Please copy each line in the records below that contains the string "next".

## Recorded data:
==============================

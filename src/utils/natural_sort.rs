//! 自然排序
//!
//! 数字片段按数值比较，其余字符逐个忽略大小写比较，
//! 使 "2.jpg" 排在 "10.jpg" 之前。
//! 标点和空白排在数字之前，字母排在数字之后，所以 "cover.jpg" 排在 "cover2.jpg" 之前

use regex::Regex;
use std::cmp::Ordering;
use std::sync::OnceLock;

fn token_regex() -> &'static Regex {
    static TOKEN_RE: OnceLock<Regex> = OnceLock::new();
    TOKEN_RE.get_or_init(|| Regex::new(r"[0-9]+|[^0-9]").expect("合法的正则表达式"))
}

/// 比较两个文件名
pub fn natural_cmp(a: &str, b: &str) -> Ordering {
    let mut left = token_regex().find_iter(a).map(|m| m.as_str());
    let mut right = token_regex().find_iter(b).map(|m| m.as_str());

    loop {
        match (left.next(), right.next()) {
            (Some(x), Some(y)) => {
                let ordering = compare_tokens(x, y);
                if ordering != Ordering::Equal {
                    return ordering;
                }
            }
            (None, Some(_)) => return Ordering::Less,
            (Some(_), None) => return Ordering::Greater,
            (None, None) => break,
        }
    }

    // 仅大小写或前导零不同时，保持确定的顺序
    a.cmp(b)
}

/// 原地自然排序
pub fn sort_natural<T>(items: &mut [T], key: impl Fn(&T) -> &str) {
    items.sort_by(|a, b| natural_cmp(key(a), key(b)));
}

fn compare_tokens(x: &str, y: &str) -> Ordering {
    match (is_number(x), is_number(y)) {
        (true, true) => {
            let x_digits = x.trim_start_matches('0');
            let y_digits = y.trim_start_matches('0');
            x_digits
                .len()
                .cmp(&y_digits.len())
                .then_with(|| x_digits.cmp(y_digits))
        }
        (false, false) => x.to_lowercase().cmp(&y.to_lowercase()),
        (true, false) if sorts_before_digits(y) => Ordering::Greater,
        (true, false) => Ordering::Less,
        (false, true) if sorts_before_digits(x) => Ordering::Less,
        (false, true) => Ordering::Greater,
    }
}

fn is_number(token: &str) -> bool {
    token.as_bytes()[0].is_ascii_digit()
}

/// 标点、空白等非字母数字字符
fn sorts_before_digits(token: &str) -> bool {
    !token.chars().next().is_some_and(char::is_alphanumeric)
}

==============================

## Response to the exercise:
        match (left.next(), right.next()) {
    !token.chars().next().is_some_and(char::is_alphanumeric)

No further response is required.